I'm very happy to see both Safari and Opera take the Acid3 test so seriously. However, despite Safari's 98/100 score, I still have problems with Midas/DocumentMode issues. This affects the basic installation of TinyMCE, an extremely popular editor for blogging software. It is used in Confluence, Joomla, Mambo, and many other software projects.
I also know there are places where Safari simply renders pages illegibly. I've seen this on Joomla forums where Safari cannot render the boxes on top of a forum post correctly (see for an example. Here "home", "threaded views", "home", and "help" are not rendered correctly in Safari.
I know most of this has to do with non-standard behavior first instituted by Microsoft (who else), but IE represents about 80% of the browser market, so when Microsoft creates a standard like Midas/DocumentMode, it becomes an important part of the Web. FireFox and Opera have no problems with this. Unfortunately, Safari, the browser that hews so closely to WC3 standards simply cannot be used on many websites.
Remember the days when websites would yell at you telling you that you needed to use a certain version of an OS, with a certain version of a certain browser, with the latest pre-alpha VRML plugin and 1024x768 resolution?
Now, you don't even need a computer to browse the web.
That is progress.
I use Safari at home and Firefox at work (both with flash blockers), and I can do anything.
Back when Microsoft tried to take over the web, I had many issues with many sites. I don't remember the last problem I've had viewing a website.
And this is without government regulation or anything.
Next up, standards for multimedia on the web.
The "zealotry" is answer to unfair dissing of Opera. The company is working really hard on their browser and promotion of web standards, and yet from the general public all they get is "x%? I don't give a shit".
In the US the browser alone might not be directly relevant, but Opera Software influenced the market quite a bit: IE8 was released soon after Opera filed complaint to EU and IE8's big news is passing Opera CTO's Acid2 test. Opera taken lead role in WHATWG and started implementing [X]HTML5. Before that W3C didn't consider any major revisions of HTML4 or XHTML1.

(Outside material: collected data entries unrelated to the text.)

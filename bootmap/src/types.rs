//! Common types and constants for zipl boot maps

use crate::error::{Error, Result};
use crate::pointer::{BlockPointer, PointerFormat};
use alloc::format;
use core::fmt;

/// Magic number identifying boot map data structures
pub const MAGIC: &[u8; 4] = b"zIPL";

/// The program table always occupies a 512 byte region
pub const PROGRAM_TABLE_SIZE: usize = 512;

/// Unit of the raw device size reported by the kernel
pub const DEVICE_SECTOR_SIZE: u64 = 512;

/// zipl strips the kernel image header; this many zero bytes restore it
pub const KERNEL_HEADER_SIZE: usize = 65536;

/// Address bits of a 31-bit PSW
pub const PSW_ADDRESS_MASK: u64 = 0x0000_0000_7fff_ffff;

/// PSW loaded by data segment (dump) boot entries
pub const PSW_DISABLED_WAIT: u64 = 0x000a_0000_0000_0000;

/// Size of a component table entry
pub const COMPONENT_ENTRY_SIZE: usize = 32;

/// Size of the stage 3 parameter block
pub const STAGE3_PARAMS_SIZE: usize = 32;

/// Disk access method family
///
/// Determines the block pointer wire layout and the addressing scheme.
#[derive(Debug, Clone, Copy, PartialEq, Eq)]
pub enum DiskType {
    /// FCP attached SCSI disk (linear addressing)
    Scsi,
    /// Fixed block architecture DASD (linear addressing)
    Fba,
    /// Diagnose access virtual disk (never bootable here)
    Diag,
    /// ECKD DASD with classic (LDL) layout
    EckdClassic,
    /// ECKD DASD with compatible (CDL) layout
    EckdCompatible,
    /// Disk the driver could not classify
    Unknown,
}

impl DiskType {
    /// Block pointer layout used on this disk type
    ///
    /// Diag and unknown disks have no supported layout.
    pub const fn pointer_format(self) -> Option<PointerFormat> {
        match self {
            Self::Scsi => Some(PointerFormat::Scsi),
            Self::Fba => Some(PointerFormat::Fba),
            Self::EckdClassic | Self::EckdCompatible => Some(PointerFormat::Eckd),
            Self::Diag | Self::Unknown => None,
        }
    }

    /// Does this disk use cylinder/head/sector addressing?
    pub const fn is_chs(self) -> bool {
        matches!(self, Self::EckdClassic | Self::EckdCompatible)
    }

    /// Short name used in diagnostics
    pub const fn name(self) -> &'static str {
        match self {
            Self::Scsi => "SCSI",
            Self::Fba => "FBA",
            Self::Diag => "DIAG",
            Self::EckdClassic => "ECKD (classic)",
            Self::EckdCompatible => "ECKD (compatible)",
            Self::Unknown => "unknown",
        }
    }
}

impl fmt::Display for DiskType {
    fn fmt(&self, f: &mut fmt::Formatter<'_>) -> fmt::Result {
        f.write_str(self.name())
    }
}

/// Disk geometry as reported by the driver
///
/// Only meaningful for CHS addressed (ECKD) disks.
#[derive(Debug, Clone, Copy, Default, PartialEq, Eq)]
pub struct Geometry {
    /// Tracks per cylinder
    pub heads: u32,
    /// Blocks per track
    pub sectors: u32,
    /// Number of cylinders
    pub cylinders: u32,
}

/// Vital data of an opened disk
#[derive(Debug, Clone, Copy, PartialEq, Eq)]
pub struct DiskInfo {
    /// Access method family
    pub disk_type: DiskType,
    /// Block pointer layout (derived from `disk_type`)
    pub format: PointerFormat,
    /// Physical block size in bytes
    pub phy_block_size: u32,
    /// Device capacity in physical blocks
    pub phy_blocks: u64,
    /// Device geometry
    pub geometry: Geometry,
}

impl DiskInfo {
    /// Physical block size as a buffer length
    pub fn block_len(&self) -> usize {
        self.phy_block_size as usize
    }

    /// Size in bytes of the region addressed by `ptr`
    pub fn region_len(&self, ptr: &BlockPointer) -> usize {
        ptr.blocks() as usize * self.block_len()
    }

    /// Is `ptr` a valid address on this disk?
    ///
    /// The size field must equal the physical block size and the start
    /// address must lie within the device capacity (linear) or geometry (CHS).
    pub fn is_valid(&self, ptr: &BlockPointer) -> bool {
        if u32::from(ptr.size()) != self.phy_block_size {
            return false;
        }
        match (*ptr, self.format) {
            (BlockPointer::Linear { block, .. }, PointerFormat::Scsi | PointerFormat::Fba) => {
                block < self.phy_blocks
            }
            (BlockPointer::Chs { cyl, head, sec, .. }, PointerFormat::Eckd) => {
                let geo = &self.geometry;
                u32::from(cyl) < geo.cylinders
                    && u32::from(head) < geo.heads
                    && sec >= 1
                    && u32::from(sec) <= geo.sectors
            }
            _ => false,
        }
    }

    /// Linear physical block number of the first block addressed by `ptr`
    pub fn linear_block(&self, ptr: &BlockPointer) -> u64 {
        match *ptr {
            BlockPointer::Linear { block, .. } => block,
            BlockPointer::Chs { cyl, head, sec, .. } => {
                let geo = &self.geometry;
                let track = u64::from(head) + u64::from(cyl) * u64::from(geo.heads);
                u64::from(sec) + u64::from(geo.sectors) * track - 1
            }
        }
    }
}

/// Component table entry type
#[derive(Debug, Clone, Copy, PartialEq, Eq)]
#[repr(u8)]
pub enum ComponentKind {
    /// Jump to the stored PSW
    Execute = 0x01,
    /// Load segments to the stored address
    Load = 0x02,
}

impl ComponentKind {
    /// Parse the type byte of a component entry
    pub const fn from_byte(byte: u8) -> Option<Self> {
        match byte {
            0x01 => Some(Self::Execute),
            0x02 => Some(Self::Load),
            _ => None,
        }
    }
}

/// IPL flavour stored in the component table header
#[derive(Debug, Clone, Copy, PartialEq, Eq)]
#[repr(u8)]
pub enum IplType {
    /// Ordinary list-directed IPL
    Ordinary = 0x00,
    /// Load-with-dump list-directed IPL
    DumpDirected = 0x01,
}

impl IplType {
    /// Parse the `opt` byte of a component table header
    pub fn from_byte(byte: u8) -> Result<Self> {
        match byte {
            0x00 => Ok(Self::Ordinary),
            0x01 => Ok(Self::DumpDirected),
            _ => Err(Error::format("Error - invalid list directed IPL type.")),
        }
    }
}

/// Component table entry
#[derive(Debug, Clone, Copy, PartialEq, Eq)]
pub struct ComponentEntry {
    /// First segment table of the component (`None` for unused slots)
    pub segment_ptr: Option<BlockPointer>,
    /// Entry type (`None` for unused slots)
    pub kind: Option<ComponentKind>,
    /// Load address, or PSW for execute entries
    pub address: u64,
}

impl ComponentEntry {
    /// PSW of an execute entry
    pub fn load_psw(&self) -> u64 {
        self.address
    }
}

/// Parameter block at the start of zipl's stage 3 loader
#[derive(Debug, Clone, Copy, Default, PartialEq, Eq)]
pub struct Stage3Params {
    /// Load address of the parmfile
    pub parm_addr: u64,
    /// Load address of the initrd
    pub initrd_addr: u64,
    /// Exact initrd length in bytes
    pub initrd_len: u64,
    /// PSW used to start the kernel
    pub load_psw: u64,
}

impl Stage3Params {
    /// Parse the big-endian parameter block from the start of `data`
    pub fn parse(data: &[u8]) -> Result<Self> {
        if data.len() < STAGE3_PARAMS_SIZE {
            return Err(Error::Format(format!(
                "Error - stage 3 loader too short ({} bytes)",
                data.len()
            )));
        }
        let field = |n: usize| {
            let mut raw = [0u8; 8];
            raw.copy_from_slice(&data[n * 8..n * 8 + 8]);
            u64::from_be_bytes(raw)
        };
        Ok(Self {
            parm_addr: field(0),
            initrd_addr: field(1),
            initrd_len: field(2),
            load_psw: field(3),
        })
    }

    /// Kernel entry address encoded in the load PSW
    pub fn kernel_address(&self) -> u64 {
        self.load_psw & PSW_ADDRESS_MASK
    }
}

/// Initrd component located through the stage 3 parameters
#[derive(Debug, Clone, Copy, PartialEq, Eq)]
pub struct InitrdObject {
    /// First segment table of the initrd
    pub ptr: BlockPointer,
    /// Trusted length; the copied image may carry block padding beyond it
    pub len: u64,
}

/// Boot objects of one boot program
#[derive(Debug, Clone, Copy, PartialEq, Eq)]
pub struct BootObjects {
    /// Kernel image component
    pub kernel: BlockPointer,
    /// Initial RAM disk, if the program has one
    pub initrd: Option<InitrdObject>,
    /// Kernel parameter file, if the program has one
    pub parmfile: Option<BlockPointer>,
}
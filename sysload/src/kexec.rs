//! Kernel handoff

use bootmap::{Error, Result};
use log::info;
use std::convert::Infallible;
use std::ffi::OsString;
use std::path::{Path, PathBuf};
use std::process::Command;

/// Starts a staged kernel
///
/// A successful handoff replaces the running system and never returns, so
/// the only value an implementation can produce is an error.
pub trait Handoff {
    fn handoff(
        &mut self,
        kernel: &Path,
        initrd: Option<&Path>,
        cmdline: &str,
    ) -> Result<Infallible>;
}

/// Handoff through the kexec tool
#[derive(Debug, Clone)]
pub struct Kexec {
    binary: PathBuf,
}

impl Kexec {
    pub fn new(binary: impl Into<PathBuf>) -> Self {
        Self {
            binary: binary.into(),
        }
    }

    /// Arguments of the `kexec -l` invocation
    pub fn load_args(kernel: &Path, initrd: Option<&Path>, cmdline: &str) -> Vec<OsString> {
        let mut args = vec![OsString::from("-l")];
        if let Some(initrd) = initrd {
            let mut arg = OsString::from("--initrd=");
            arg.push(initrd);
            args.push(arg);
        }
        if !cmdline.is_empty() {
            args.push(OsString::from(format!("--command-line={cmdline}")));
        }
        args.push(kernel.as_os_str().to_os_string());
        args
    }

    fn run(&self, args: &[OsString]) -> i32 {
        Command::new(&self.binary)
            .args(args)
            .status()
            .ok()
            .and_then(|status| status.code())
            .unwrap_or(-1)
    }
}

impl Handoff for Kexec {
    fn handoff(
        &mut self,
        kernel: &Path,
        initrd: Option<&Path>,
        cmdline: &str,
    ) -> Result<Infallible> {
        info!("loading {} with command line '{}'", kernel.display(), cmdline);
        let status = self.run(&Self::load_args(kernel, initrd, cmdline));
        if status != 0 {
            return Err(Error::Handoff(format!(
                "kexec load failed with return code {status}."
            )));
        }

        let status = self.run(&[OsString::from("-e")]);
        Err(Error::Handoff(format!(
            "kexec execute failed with return code {status}."
        )))
    }
}
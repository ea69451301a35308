//! Block pointer codec
//!
//! zipl addresses every on-disk structure through packed block pointers whose
//! layout depends on the disk type. All fields are stored big-endian.
//!
//! | Layout | Fields                                                    | Size |
//! |--------|-----------------------------------------------------------|------|
//! | SCSI   | u64 block, u16 size, u16 blockct, 4 reserved              | 16   |
//! | FBA    | u32 block, u16 size, u16 blockct                          | 8    |
//! | ECKD   | u16 cyl, u16 head, u8 sec, u16 size, u8 blockct, reserved | 9    |
//!
//! A pointer whose encoding is entirely zero is the null pointer. It marks
//! unused table slots and the end of segment chains, and is never a valid
//! address. Decoding returns `None` for it.

use crate::error::{Error, Result};
use crate::types::{DiskInfo, DiskType};
use alloc::format;
use core::fmt;

/// Wire layout of a block pointer
#[derive(Debug, Clone, Copy, PartialEq, Eq)]
pub enum PointerFormat {
    /// 16 byte linear pointer
    Scsi,
    /// 8 byte linear pointer
    Fba,
    /// 9 byte cylinder/head/sector pointer
    Eckd,
}

impl PointerFormat {
    /// Encoded size in bytes
    pub const fn size(self) -> usize {
        match self {
            Self::Scsi => 16,
            Self::Fba => 8,
            Self::Eckd => 9,
        }
    }
}

/// Decoded block pointer
#[derive(Debug, Clone, Copy, PartialEq, Eq)]
pub enum BlockPointer {
    /// Linear block address (SCSI and FBA disks)
    Linear {
        /// First physical block
        block: u64,
        /// Block size the pointer was written for
        size: u16,
        /// Number of additional blocks following the first one
        block_count: u16,
    },
    /// Cylinder/head/sector address (ECKD disks)
    Chs {
        /// Cylinder
        cyl: u16,
        /// Head (track within cylinder)
        head: u16,
        /// Record on the track, starting at 1
        sec: u8,
        /// Block size the pointer was written for
        size: u16,
        /// Number of additional blocks following the first one
        block_count: u8,
    },
}

impl BlockPointer {
    /// Block size field
    pub fn size(&self) -> u16 {
        match *self {
            Self::Linear { size, .. } | Self::Chs { size, .. } => size,
        }
    }

    /// Number of additional blocks following the first one
    pub fn block_count(&self) -> u16 {
        match *self {
            Self::Linear { block_count, .. } => block_count,
            Self::Chs { block_count, .. } => u16::from(block_count),
        }
    }

    /// Total number of blocks addressed
    pub fn blocks(&self) -> u64 {
        u64::from(self.block_count()) + 1
    }
}

impl fmt::Display for BlockPointer {
    fn fmt(&self, f: &mut fmt::Formatter<'_>) -> fmt::Result {
        match *self {
            Self::Linear { block, size, block_count } => {
                write!(f, "block={block}, size={size}, blockct={block_count}")
            }
            Self::Chs { cyl, head, sec, size, block_count } => write!(
                f,
                "cyl={cyl}, head={head}, sec={sec}, size={size}, blockct={block_count}"
            ),
        }
    }
}

/// Encoded pointer size for a disk type
///
/// Diag and unknown disks have no pointer layout and report 0.
pub fn size(disk_type: DiskType) -> usize {
    disk_type.pointer_format().map_or(0, PointerFormat::size)
}

/// Is the raw pointer encoding the null pointer?
pub fn is_null(raw: &[u8]) -> bool {
    raw.iter().all(|&b| b == 0)
}

/// Check `ptr` against the geometry and capacity of a disk
///
/// See [`DiskInfo::is_valid`].
pub fn validate(ptr: &BlockPointer, disk: &DiskInfo) -> bool {
    disk.is_valid(ptr)
}

/// Decode one packed pointer from the start of `raw`
///
/// # Returns
/// `None` for the null pointer, the decoded pointer otherwise
pub fn decode(format: PointerFormat, raw: &[u8]) -> Result<Option<BlockPointer>> {
    let len = format.size();
    let raw = raw.get(..len).ok_or_else(|| {
        Error::Format(format!(
            "Error - truncated block pointer ({} of {} bytes)",
            raw.len(),
            len
        ))
    })?;
    if is_null(raw) {
        return Ok(None);
    }

    let be16 = |at: usize| u16::from_be_bytes([raw[at], raw[at + 1]]);
    let ptr = match format {
        PointerFormat::Scsi => {
            let mut block = [0u8; 8];
            block.copy_from_slice(&raw[0..8]);
            BlockPointer::Linear {
                block: u64::from_be_bytes(block),
                size: be16(8),
                block_count: be16(10),
            }
        }
        PointerFormat::Fba => BlockPointer::Linear {
            block: u64::from(u32::from_be_bytes([raw[0], raw[1], raw[2], raw[3]])),
            size: be16(4),
            block_count: be16(6),
        },
        PointerFormat::Eckd => BlockPointer::Chs {
            cyl: be16(0),
            head: be16(2),
            sec: raw[4],
            size: be16(5),
            block_count: raw[7],
        },
    };
    Ok(Some(ptr))
}

/// Decode the pointer stored in slot `index` of a packed pointer array
///
/// Slots that do not fit completely inside `table` read as null.
pub fn decode_slot(
    format: PointerFormat,
    table: &[u8],
    index: usize,
) -> Result<Option<BlockPointer>> {
    let start = index * format.size();
    match table.get(start..start + format.size()) {
        Some(raw) => decode(format, raw),
        None => Ok(None),
    }
}
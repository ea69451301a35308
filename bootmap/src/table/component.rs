//! Component table
//!
//! Describes one boot program. The header carries the magic and the IPL type
//! (`opt` byte at offset 4); each following 32 byte entry holds
//!
//! | Offset | Size | Field                                   |
//! |--------|------|-----------------------------------------|
//! | 0      | 23   | segment table pointer, zero padded      |
//! | 23     | 1    | type (0x01 execute, 0x02 load)          |
//! | 24     | 8    | load address or PSW (big-endian)        |

use super::{check_magic, read_table_block};
use crate::disk::Disk;
use crate::error::{Error, Result};
use crate::pointer::{self, BlockPointer, PointerFormat};
use crate::types::{ComponentEntry, ComponentKind, IplType, COMPONENT_ENTRY_SIZE};
use alloc::vec::Vec;
use gpt_disk_io::BlockIo;
use log::debug;

const WHAT: &str = "component table";
const OPT_OFFSET: usize = 4;
const TYPE_OFFSET: usize = 23;
const ADDRESS_OFFSET: usize = 24;

/// Decoded component table
#[derive(Debug, Clone, PartialEq, Eq)]
pub struct ComponentTable {
    /// IPL flavour from the table header
    pub ipl_type: IplType,
    /// Entries in table order
    pub entries: Vec<ComponentEntry>,
}

impl ComponentTable {
    /// Number of entry slots for a pointer layout and block size
    pub const fn capacity(format: PointerFormat, phy_block_size: u32) -> usize {
        (phy_block_size as usize / format.size()).saturating_sub(1)
    }

    /// Parse a component table block
    ///
    /// Only entries lying completely inside `block` are decoded.
    pub fn parse(format: PointerFormat, block: &[u8]) -> Result<Self> {
        check_magic(block, WHAT)?;
        let opt = block
            .get(OPT_OFFSET)
            .copied()
            .ok_or_else(|| Error::format("Error - component table too short"))?;
        let ipl_type = IplType::from_byte(opt)?;

        let slots = Self::capacity(format, block.len() as u32);
        let entries = block
            .chunks_exact(COMPONENT_ENTRY_SIZE)
            .skip(1)
            .take(slots)
            .map(|raw| parse_entry(format, raw))
            .collect::<Result<Vec<_>>>()?;

        Ok(Self { ipl_type, entries })
    }

    /// Read the component table addressed by `ptr`
    pub fn read<B: BlockIo>(disk: &mut Disk<B>, ptr: &BlockPointer) -> Result<Self> {
        let block = read_table_block(disk, ptr, WHAT)?;
        let table = Self::parse(disk.info().format, &block)?;
        debug!(
            "component table at {}: {:?}, {} entries",
            ptr,
            table.ipl_type,
            table.entries.len()
        );
        Ok(table)
    }

    /// Index of the first execute entry
    pub fn execute_index(&self) -> Option<usize> {
        self.entries
            .iter()
            .position(|entry| entry.kind == Some(ComponentKind::Execute))
    }
}

fn parse_entry(format: PointerFormat, raw: &[u8]) -> Result<ComponentEntry> {
    let mut address = [0u8; 8];
    address.copy_from_slice(&raw[ADDRESS_OFFSET..ADDRESS_OFFSET + 8]);
    Ok(ComponentEntry {
        segment_ptr: pointer::decode(format, raw)?,
        kind: ComponentKind::from_byte(raw[TYPE_OFFSET]),
        address: u64::from_be_bytes(address),
    })
}
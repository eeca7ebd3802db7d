#![forbid(unsafe_code)]

pub mod app_services;
pub mod error;
pub mod quiz;

pub use app_services::AppServices;
pub use error::AppServicesError;

pub use quiz::{
    IntervalTicker, ManualTicker, QuizController, QuizEvent, QuizPresenter, QuizView,
    RecordingPresenter, Screen, Ticker,
};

They really deserve some more respect.
It's not the outrageous hack you think it is. Ahem is a dummy font that needs to have specific sizing in order for Acid3 to give accurate results. If Ahem doesn't have the specific size assumed by the Acid3 test, that means Acid3 can't give accurate results, not that Acid3 failed. So the Webkit developers disabled font smoothing for that specific font so that Acid3 could give accurate results, not to cheat. This isn't cheating because Acid3 isn't testing the font size, it's assuming the font size. It doesn't make sense to test the font size because that's volatile in real world conditions anyway.
Bogtha Bogtha Bogtha
I'd say the antitrust case, even though just a slap on the wrist, did slow MS down and that is one of the reasons that the internet has improved.
https://en.wikipedia.org/wiki/Inverted_totalitarianism
There was a bug in the Acid3 test suite. That bug prevented WebKit from getting a 100/100 score. Now, that the bug is fixed, WebKit is scoring 100/100. How Opera could have scored 100/100 before the test was fixed is beyond me.
What's more, since WebKit is released nightly, WebKit is the first publicly released browser to score 100/100 on the Acid 3 tests.
BTW, as both teams will point out, scoring 100/100 on the Acid3 test doesn't mean the browser "passed" the Acid3 test. It has to match the reference page pixel for pixel and its rendering has to be smooth. Opera is off by a couple of pixels in its rendering. WebKit is pixel-perfect, but Test 26 takes too long to complete.
And, Opera could still be the first officially released non-beta browser to score 100/100 on the Acid3 test.